Nazi Agent is a 1942 American spy film directed by Jules Dassin, in his first feature-length film for MGM. It stars Conrad Veidt playing identical twins, one loyal to the United States (U.S.), the other a dedicated German Nazi. [1]

Contents

Plot

The U.S. has not yet entered World War II when kindly stamp dealer Otto Becker (Conrad Veidt) is unexpectedly visited by his twin brother, Baron Hugo von Detner, the new German consul to the U.S. and one of the leaders of a spy ring engaged in sabotage. The brothers have not seen each other in years, but now von Detner wants to use Becker's shop to transmit and receive secret messages. Becker refuses, until von Detner threatens to have him deported back to Germany as an illegal immigrant and reveals that Becker's assistant, Miss Harper (Dorothy Tree), is actually a German agent.

Poster from Veidt family collection Nazi Agent poster gift.jpg
Poster from Veidt family collection

Becker becomes a prisoner in his own store, watched constantly. When he gives his good friend and fellow stamp enthusiast, Professor Jim Sterling (Ivan F. Simpson), a message to go to the police, Sterling is killed in a "traffic accident". Von Detner then comes to deal with the betrayal by his brother; the two men struggle and the Nazi is shot dead. Thinking quickly, Becker assumes von Detner's identity.

Nobody detects the substitution except Fritz (Frank Reicher), an old family servant and lately von Detner's butler; Becker first realizes that Fritz has discovered his true identity when he sees that Fritz left him a glass of milk as a nightcap instead of wine, knowing that Becker has always preferred this more-healthful beverage instead of alcohol --- "I knew it was you, Otto, when I saw the old bayonet-scar on your back as I was helping you dress after your shower; remember that I myself tended that wound for you." Fritz remains faithful to Becker, however, and keeps his secret. Meanwhile, as he continues to pass as von Detner, Becker starts feeding what he learns about the spy ring's operations to the police via anonymous telephone calls.

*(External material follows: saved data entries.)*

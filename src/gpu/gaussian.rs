// gpu/gaussian.rs — separable Gaussian blur on RGBA images.
//
// Mirrors `convolution::gaussian_blur` stage for stage:
//
//   ping ──blur_pass──▶ pong ──transpose──▶ ping ──blur_pass──▶ pong ──transpose──▶ ping
//        (w × h rows)         (→ h × w)          (h × w rows)          (→ w × h)
//
// Two read-write device buffers ping-pong; each dispatch is followed by the
// backend barrier, so a pass never reads a buffer the previous pass is
// still writing. The blur only runs along rows; the transposes turn the
// vertical pass into a second horizontal one.
//
// PIXEL FORMAT
// ────────────
// Exactly 4 channels. The interleaved RGBA bytes are bound as one u32 per
// pixel (the same bytes, little-endian), so each invocation loads a whole
// pixel with one read and the kernel works on `vec4<f32>`. Other channel
// counts are refused with `UnsupportedChannelCount` before any upload.
//
// WEIGHTS
// ───────
// `convolution::gaussian_kernel(r)`, length 2r+1, σ = max(1, r/2),
// normalised to sum 1, uploaded once per `apply` as a read-only f32 buffer.

use crate::config::BackendOptions;
use crate::convolution::gaussian_kernel;
use crate::error::{GpuError, Result};
use crate::filter::{clamp_parameter, ImageFilter};
use crate::gpu::buffer::{uniform_buffer, AccessMode, DeviceBuffer};
use crate::gpu::device::ComputeBackend;
use crate::gpu::program::{BindingKind, Kernel, KernelArg, Program};
use crate::gpu::ImageParams;
use crate::image::ImageLayout;

const GAUSSIAN_WGSL: &str = include_str!("../shaders/gaussian.wgsl");

const BLUR_SIGNATURE: [BindingKind; 4] = [
    BindingKind::StorageRead,      // src pixels
    BindingKind::StorageReadWrite, // dst pixels
    BindingKind::Uniform,          // ImageParams
    BindingKind::StorageRead,      // weights
];

const TRANSPOSE_SIGNATURE: [BindingKind; 3] = [
    BindingKind::StorageRead,
    BindingKind::StorageReadWrite,
    BindingKind::Uniform,
];

/// Gaussian blur with radius `r` on RGBA8 images.
///
/// Radius 0 is a no-op.
pub struct GpuGaussianFilter {
    blur: Kernel,
    transpose: Kernel,
    program: Program,
    backend: ComputeBackend,
    radius: u32,
}

impl GpuGaussianFilter {
    pub const NAME: &'static str = "Gaussian Blur";
    pub const CHANNELS: u32 = 4;

    /// Filter with backend options from the environment.
    pub fn new(radius: i32) -> Result<Self> {
        Self::with_options(radius, &BackendOptions::from_env())
    }

    pub fn with_options(radius: i32, options: &BackendOptions) -> Result<Self> {
        let backend = ComputeBackend::with_options(options)?;
        let source = backend.workgroup_size.specialize(GAUSSIAN_WGSL);
        let program = Program::compile(&backend, "gaussian.wgsl", &source)?;
        let blur = program.create_kernel(&backend, "blur_pass", &BLUR_SIGNATURE)?;
        let transpose = program.create_kernel(&backend, "transpose_image", &TRANSPOSE_SIGNATURE)?;
        Ok(GpuGaussianFilter {
            blur,
            transpose,
            program,
            backend,
            radius: clamp_parameter(radius),
        })
    }

    pub fn backend(&self) -> &ComputeBackend {
        &self.backend
    }

    fn blur_rgba(&self, pixels: &mut [u8], width: u32, height: u32) -> Result<()> {
        let backend = &self.backend;
        let len = pixels.len() as u64;

        let weights = DeviceBuffer::upload_pod(
            backend,
            "gaussian weights",
            &gaussian_kernel(self.radius),
            AccessMode::ReadOnly,
        )?;
        let ping = DeviceBuffer::upload(backend, "gaussian ping", pixels, AccessMode::ReadWrite)?;
        let pong = DeviceBuffer::allocate(backend, "gaussian pong", len, AccessMode::ReadWrite)?;

        let across = ImageParams { width, height, channels: Self::CHANNELS, param: self.radius };
        let down = ImageParams { width: height, height: width, ..across };
        let across = uniform_buffer(backend, "gaussian params (rows)", &across);
        let down = uniform_buffer(backend, "gaussian params (transposed)", &down);

        let grid = backend.linear_grid(width as u64 * height as u64)?;
        self.pass(&self.blur, &ping, &pong, &across, Some(&weights), grid)?;
        self.pass(&self.transpose, &pong, &ping, &across, None, grid)?;
        self.pass(&self.blur, &ping, &pong, &down, Some(&weights), grid)?;
        self.pass(&self.transpose, &pong, &ping, &down, None, grid)?;

        ping.download(backend, pixels)?;

        weights.release();
        ping.release();
        pong.release();
        Ok(())
    }

    /// One dispatch over every pixel, followed by the barrier. The pixel
    /// count, and so `grid`, is the same in both orientations.
    fn pass(
        &self,
        kernel: &Kernel,
        src: &DeviceBuffer,
        dst: &DeviceBuffer,
        params: &wgpu::Buffer,
        weights: Option<&DeviceBuffer>,
        grid: (u32, u32, u32),
    ) -> Result<()> {
        let mut args = vec![KernelArg::Buffer(src), KernelArg::Buffer(dst), KernelArg::Uniform(params)];
        if let Some(w) = weights {
            args.push(KernelArg::Buffer(w));
        }
        let bind_group = kernel.bind(&self.backend, &args)?;
        self.backend.dispatch(kernel, &bind_group, grid)
    }
}

impl ImageFilter for GpuGaussianFilter {
    fn apply(&self, pixels: &mut [u8], width: u32, height: u32, channels: u32) -> Result<()> {
        let layout = ImageLayout::new(width, height, channels);
        layout.validate(pixels.len())?;
        if self.radius == 0 || layout.is_empty() {
            return Ok(());
        }
        if channels != Self::CHANNELS {
            log::warn!(
                "{} needs {} channels, got {channels}; image left unmodified",
                Self::NAME,
                Self::CHANNELS
            );
            return Err(GpuError::UnsupportedChannelCount {
                filter: Self::NAME,
                required: Self::CHANNELS,
                found: channels,
            });
        }
        log::debug!("{} r={} on {layout} via {}", Self::NAME, self.radius, self.program.label());
        self.blur_rgba(pixels, width, height)
    }

    fn set_parameter(&mut self, value: i32) {
        self.radius = clamp_parameter(value);
    }

    fn parameter(&self) -> u32 {
        self.radius
    }

    fn name(&self) -> &'static str {
        Self::NAME
    }
}

#[cfg(test)]
mod tests {
    use super::*;
    use crate::convolution::gaussian_blur;
    use crate::gpu::{lcg_bytes, run_gpu_test_in_subprocess};
    use crate::image::Image;

    fn filter(radius: i32) -> GpuGaussianFilter {
        GpuGaussianFilter::with_options(radius, &BackendOptions::default()).expect("need an adapter")
    }

    #[test]
    #[ignore = "GPU integration: run via outer subprocess wrapper"]
    fn inner_radius_zero_is_noop() {
        let f = filter(0);
        let mut px = lcg_bytes(8 * 6 * 4, 1);
        let before = px.clone();
        f.apply(&mut px, 8, 6, 4).unwrap();
        assert_eq!(px, before);
        println!("GPU_TEST_OK");
    }

    #[test]
    #[ignore = "GPU integration: run via outer subprocess wrapper"]
    fn inner_uniform_image_stays_uniform() {
        let f = filter(6);
        let mut px: Vec<u8> = [12u8, 200, 77, 255].repeat(31 * 17);
        let before = px.clone();
        f.apply(&mut px, 31, 17, 4).unwrap();
        assert_eq!(px, before);
        println!("GPU_TEST_OK");
    }

    #[test]
    #[ignore = "GPU integration: run via outer subprocess wrapper"]
    fn inner_very_wide_and_tall_images() {
        // 1,100,000 pixels in one row, then one column. The transposes swap
        // the two orientations mid-pipeline.
        let f = filter(4);
        let n = 1_100_000u32;
        let rgba = [40u8, 90, 160, 255];
        for (w, h) in [(n, 1), (1, n)] {
            let mut px: Vec<u8> = rgba.repeat(n as usize);
            f.apply(&mut px, w, h, 4).unwrap();
            assert!(px.chunks_exact(4).all(|p| p == rgba), "{w}x{h}");
        }
        println!("GPU_TEST_OK");
    }

    #[test]
    #[ignore = "GPU integration: run via outer subprocess wrapper"]
    fn inner_three_channels_refused() {
        let f = filter(3);
        let mut px = lcg_bytes(5 * 5 * 3, 2);
        let before = px.clone();
        let err = f.apply(&mut px, 5, 5, 3).unwrap_err();
        assert!(err.is_recoverable());
        assert!(matches!(err, GpuError::UnsupportedChannelCount { required: 4, found: 3, .. }));
        assert_eq!(px, before);
        println!("GPU_TEST_OK");
    }

    #[test]
    #[ignore = "GPU integration: run via outer subprocess wrapper"]
    fn inner_gpu_matches_cpu() {
        // Non-square, not a multiple of the workgroup size, so the
        // transposes and the bounds guards are both exercised.
        let (w, h) = (37u32, 23u32);
        let src = Image::from_vec(w, h, 4, lcg_bytes((w * h * 4) as usize, 12345));
        let cpu = gaussian_blur(&src, 5);

        let f = filter(5);
        let mut px = src.as_slice().to_vec();
        f.apply(&mut px, w, h, 4).unwrap();

        let mut max_err = 0i32;
        for (i, (&g, &c)) in px.iter().zip(cpu.as_slice()).enumerate() {
            let diff = (g as i32 - c as i32).abs();
            max_err = max_err.max(diff);
            // ±1 per pass from f32 evaluation order, two passes.
            assert!(diff <= 2, "sample {i}: GPU={g} CPU={c}");
        }
        eprintln!("[test] max GPU/CPU gaussian error: {max_err}");
        println!("GPU_TEST_OK");
    }

    #[test]
    #[ignore = "requires a GPU or software adapter"]
    fn test_radius_zero_is_noop() {
        let out = run_gpu_test_in_subprocess("gpu::gaussian::tests::inner_radius_zero_is_noop");
        assert!(out.contains("GPU_TEST_OK"), "inner test failed:\n{out}");
    }

    #[test]
    #[ignore = "requires a GPU or software adapter"]
    fn test_uniform_image_stays_uniform() {
        let out = run_gpu_test_in_subprocess("gpu::gaussian::tests::inner_uniform_image_stays_uniform");
        assert!(out.contains("GPU_TEST_OK"), "inner test failed:\n{out}");
    }

    #[test]
    #[ignore = "requires a GPU or software adapter"]
    fn test_very_wide_and_tall_images() {
        let out = run_gpu_test_in_subprocess("gpu::gaussian::tests::inner_very_wide_and_tall_images");
        assert!(out.contains("GPU_TEST_OK"), "inner test failed:\n{out}");
    }

    #[test]
    #[ignore = "requires a GPU or software adapter"]
    fn test_three_channels_refused() {
        let out = run_gpu_test_in_subprocess("gpu::gaussian::tests::inner_three_channels_refused");
        assert!(out.contains("GPU_TEST_OK"), "inner test failed:\n{out}");
    }

    #[test]
    #[ignore = "requires a GPU or software adapter"]
    fn test_gpu_matches_cpu() {
        let out = run_gpu_test_in_subprocess("gpu::gaussian::tests::inner_gpu_matches_cpu");
        assert!(out.contains("GPU_TEST_OK"), "inner test failed:\n{out}");
    }
}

Becker becomes acquainted with Kaaren De Relle (Anne Ayars). She had been a secret agent loyal to the Nazis, but has become disillusioned by what she has seen and now continues with her duties for the spy ring only to prevent the Nazis from taking retribution against her family still in occupied France. She had spurned von Detner's romantic advances in the past. However, she finds the baron changed, and for the better, when Becker shows sympathy for her plight.

Information provided by Becker foils a plot to blow up a freighter loaded with explosive chemicals in the Panama Canal. He also learns the names of German agents working in America; he mails the list, omitting De Relle's name, to the FBI. Amid the betrayal and failure of their plans, some members of the spy ring turn against and kill each other; others are arrested.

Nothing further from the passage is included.